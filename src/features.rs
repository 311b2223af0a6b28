//! Temporal feature windowing, time decomposition, and feature assembly.
//!
//! Every windowed aggregate is computed over events strictly before the
//! impression it describes; timestamp ties never contribute. The lookback
//! bound compares whole elapsed days, truncated toward zero, and is
//! inclusive of `lookback_days` itself.

use std::collections::HashMap;

use chrono::{Datelike, Timelike};
use thiserror::Error;
use tracing::info;

use crate::events::{format_timestamp, ImpressionRecord, ItemRecord, ViewRecord};
use crate::frame::{FeatureFrame, FrameError, Value};

#[derive(Debug, Error)]
pub enum FeatureError {
    #[error(transparent)]
    Frame(#[from] FrameError),
    #[error("unparseable timestamp '{value}' in column {column}")]
    InvalidTimestamp { column: String, value: String },
    #[error("lookback_days must be >= 0, got {0}")]
    InvalidLookback(i64),
}

/// Windowed view aggregates for one impression.
#[derive(Debug, Clone, PartialEq)]
pub struct ViewHistory {
    pub count: i64,
    pub item_id: i64,
    pub device_type: String,
}

/// Counts, per impression, the same user's other impressions strictly
/// before it and within the lookback window. Impressions with no
/// qualifying prior event are absent from the map (the null case).
pub fn impression_history_counts(
    impressions: &[ImpressionRecord],
    lookback_days: i64,
) -> Result<HashMap<String, i64>, FeatureError> {
    check_lookback(lookback_days)?;

    let mut by_user: HashMap<i64, Vec<usize>> = HashMap::new();
    for (idx, impression) in impressions.iter().enumerate() {
        by_user.entry(impression.user_id).or_default().push(idx);
    }

    let mut counts = HashMap::new();
    for indices in by_user.values() {
        for &current_idx in indices {
            let current = &impressions[current_idx];
            let mut count = 0i64;
            for &other_idx in indices {
                if other_idx == current_idx {
                    continue;
                }
                let other = &impressions[other_idx];
                if in_lookback_window(current, other.logged_at, lookback_days) {
                    count += 1;
                }
            }
            if count > 0 {
                counts.insert(current.impression_id.clone(), count);
            }
        }
    }
    Ok(counts)
}

/// Per-impression prior-view aggregates: count of qualifying views plus
/// the item and device of the last qualifying view in log order. Views
/// are first collapsed one-per-(user, timestamp), keeping the
/// later-logged occurrence.
pub fn view_history_features(
    impressions: &[ImpressionRecord],
    views: &[ViewRecord],
    lookback_days: i64,
) -> Result<HashMap<String, ViewHistory>, FeatureError> {
    check_lookback(lookback_days)?;

    let deduped = dedup_views(views);
    let mut by_user: HashMap<i64, Vec<&ViewRecord>> = HashMap::new();
    for view in deduped {
        by_user.entry(view.user_id).or_default().push(view);
    }

    let mut features = HashMap::new();
    for impression in impressions {
        let Some(user_views) = by_user.get(&impression.user_id) else {
            continue;
        };

        let mut count = 0i64;
        let mut last: Option<&ViewRecord> = None;
        for view in user_views.iter().copied() {
            if in_lookback_window(impression, view.logged_at, lookback_days) {
                count += 1;
                last = Some(view);
            }
        }

        if let Some(view) = last {
            features.insert(
                impression.impression_id.clone(),
                ViewHistory {
                    count,
                    item_id: view.item_id,
                    device_type: view.device_type.clone(),
                },
            );
        }
    }
    Ok(features)
}

/// Calendar-relative fields of an impression timestamp:
/// hour [0,23], day-of-month [1,31], weekday [0=Monday..6=Sunday].
pub fn time_features(impression: &ImpressionRecord) -> (i64, i64, i64) {
    decompose(impression.logged_at)
}

/// Full training-time assembly: impressions left-joined with time
/// decomposition, windowed aggregates, and the item dimension, one output
/// row per input impression.
pub fn assemble_training_frame(
    impressions: &[ImpressionRecord],
    views: &[ViewRecord],
    items: &[ItemRecord],
    lookback_days: i64,
) -> Result<FeatureFrame, FeatureError> {
    info!(
        component = "features",
        event = "features.assemble.start",
        impression_count = impressions.len(),
        view_count = views.len(),
        item_count = items.len(),
        lookback_days
    );

    let base = impression_frame(impressions)?;
    let joined = base.left_join_unique(&time_frame(impressions)?, "impression_id", "_time")?;
    let joined = join_history_features(joined, impressions, views, lookback_days)?;
    let joined = joined.left_join_unique(&item_frame(items)?, "item_id", "_item")?;

    info!(
        component = "features",
        event = "features.assemble.finish",
        row_count = joined.len(),
        column_count = joined.columns().len()
    );
    Ok(joined)
}

/// Assembly without time decomposition, used when materializing the
/// feature stores; time fields are recomputed from `logged_at` at the
/// point of use.
pub fn assemble_impression_features(
    impressions: &[ImpressionRecord],
    views: &[ViewRecord],
    items: &[ItemRecord],
    lookback_days: i64,
) -> Result<FeatureFrame, FeatureError> {
    let base = impression_frame(impressions)?;
    let joined = join_history_features(base, impressions, views, lookback_days)?;
    let joined = joined.left_join_unique(&item_frame(items)?, "item_id", "_item")?;
    Ok(joined)
}

/// Serving-path time decomposition: derives the three time columns from a
/// timestamp column already present in the frame.
pub fn add_time_features(frame: &mut FeatureFrame, time_column: &str) -> Result<(), FeatureError> {
    let raw_values = frame.column_values(time_column)?;
    let mut decomposed = Vec::with_capacity(raw_values.len());
    for value in &raw_values {
        let raw = value.as_str().unwrap_or_default();
        let ts = crate::events::parse_timestamp("request", raw).map_err(|_| {
            FeatureError::InvalidTimestamp {
                column: time_column.to_string(),
                value: value.render(),
            }
        })?;
        decomposed.push(decompose(ts));
    }

    frame.push_null_column("impression_hour")?;
    frame.push_null_column("impression_day")?;
    frame.push_null_column("impression_weekday")?;
    for (row, (hour, day, weekday)) in decomposed.into_iter().enumerate() {
        frame.set_value(row, "impression_hour", Value::Int(hour))?;
        frame.set_value(row, "impression_day", Value::Int(day))?;
        frame.set_value(row, "impression_weekday", Value::Int(weekday))?;
    }
    Ok(())
}

fn decompose(ts: chrono::DateTime<chrono::Utc>) -> (i64, i64, i64) {
    (
        ts.hour() as i64,
        ts.day() as i64,
        ts.weekday().num_days_from_monday() as i64,
    )
}

fn check_lookback(lookback_days: i64) -> Result<(), FeatureError> {
    if lookback_days < 0 {
        return Err(FeatureError::InvalidLookback(lookback_days));
    }
    Ok(())
}

/// Strictly-before plus whole-day lookback bound. Equal timestamps are
/// excluded so no impression can see an event that is not yet in its past.
fn in_lookback_window(
    impression: &ImpressionRecord,
    event_ts: chrono::DateTime<chrono::Utc>,
    lookback_days: i64,
) -> bool {
    if event_ts >= impression.logged_at {
        return false;
    }
    (impression.logged_at - event_ts).num_days() <= lookback_days
}

/// One view per (user, timestamp): the later-logged occurrence wins, at
/// its original position.
fn dedup_views(views: &[ViewRecord]) -> Vec<&ViewRecord> {
    let mut last_index: HashMap<(i64, chrono::DateTime<chrono::Utc>), usize> = HashMap::new();
    for (idx, view) in views.iter().enumerate() {
        last_index.insert((view.user_id, view.logged_at), idx);
    }
    let mut indices: Vec<usize> = last_index.into_values().collect();
    indices.sort_unstable();
    indices.into_iter().map(|idx| &views[idx]).collect()
}

fn join_history_features(
    base: FeatureFrame,
    impressions: &[ImpressionRecord],
    views: &[ViewRecord],
    lookback_days: i64,
) -> Result<FeatureFrame, FeatureError> {
    let impression_counts = impression_history_counts(impressions, lookback_days)?;
    let view_features = view_history_features(impressions, views, lookback_days)?;

    let mut history = FeatureFrame::new(vec![
        "impression_id".to_string(),
        "previous_impression_count".to_string(),
    ])?;
    let mut view_frame = FeatureFrame::new(vec![
        "impression_id".to_string(),
        "previous_view_count".to_string(),
        "item_id".to_string(),
        "device_type".to_string(),
    ])?;
    for impression in impressions {
        if let Some(count) = impression_counts.get(&impression.impression_id) {
            history.push_row(vec![
                Value::Str(impression.impression_id.clone()),
                Value::Int(*count),
            ])?;
        }
        if let Some(view) = view_features.get(&impression.impression_id) {
            view_frame.push_row(vec![
                Value::Str(impression.impression_id.clone()),
                Value::Int(view.count),
                Value::Int(view.item_id),
                Value::Str(view.device_type.clone()),
            ])?;
        }
    }

    let joined = base.left_join_unique(&history, "impression_id", "_history")?;
    Ok(joined.left_join_unique(&view_frame, "impression_id", "_view")?)
}

fn impression_frame(impressions: &[ImpressionRecord]) -> Result<FeatureFrame, FeatureError> {
    let mut frame = FeatureFrame::new(vec![
        "impression_id".to_string(),
        "logged_at".to_string(),
        "user_id".to_string(),
        "app_code".to_string(),
        "os_version".to_string(),
        "is_4g".to_string(),
        "is_click".to_string(),
    ])?;
    for impression in impressions {
        frame.push_row(vec![
            Value::Str(impression.impression_id.clone()),
            Value::Str(format_timestamp(impression.logged_at)),
            Value::Int(impression.user_id),
            Value::Int(impression.app_code),
            Value::Str(impression.os_version.clone()),
            Value::Int(impression.is_4g),
            impression.is_click.map(Value::Int).unwrap_or(Value::Null),
        ])?;
    }
    Ok(frame)
}

fn time_frame(impressions: &[ImpressionRecord]) -> Result<FeatureFrame, FeatureError> {
    let mut frame = FeatureFrame::new(vec![
        "impression_id".to_string(),
        "impression_hour".to_string(),
        "impression_day".to_string(),
        "impression_weekday".to_string(),
    ])?;
    for impression in impressions {
        let (hour, day, weekday) = time_features(impression);
        frame.push_row(vec![
            Value::Str(impression.impression_id.clone()),
            Value::Int(hour),
            Value::Int(day),
            Value::Int(weekday),
        ])?;
    }
    Ok(frame)
}

/// Item dimension with the latest row per id winning, ready for a
/// unique-key join.
fn item_frame(items: &[ItemRecord]) -> Result<FeatureFrame, FeatureError> {
    let mut last_index: HashMap<i64, usize> = HashMap::new();
    for (idx, item) in items.iter().enumerate() {
        last_index.insert(item.item_id, idx);
    }
    let mut indices: Vec<usize> = last_index.into_values().collect();
    indices.sort_unstable();

    let mut frame = FeatureFrame::new(vec![
        "item_id".to_string(),
        "item_price".to_string(),
        "category_1".to_string(),
        "category_2".to_string(),
        "category_3".to_string(),
        "product_type".to_string(),
    ])?;
    for idx in indices {
        let item = &items[idx];
        frame.push_row(vec![
            Value::Int(item.item_id),
            Value::Int(item.item_price),
            Value::Int(item.category_1),
            Value::Int(item.category_2),
            Value::Int(item.category_3),
            Value::Int(item.product_type),
        ])?;
    }
    Ok(frame)
}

◇ ◇ ◇ ◇

What is needed
The lines from the start of the entries above through the line containing "contribute. The lookback" are the ones to return, please; copy them exactly and include both ends.

Result below
filename src/features.rs
repository 311b2223af0a6b28
//! Temporal feature windowing, time decomposition, and feature assembly.
//!
//! Every windowed aggregate is computed over events strictly before the
//! impression it describes; timestamp ties never contribute. The lookback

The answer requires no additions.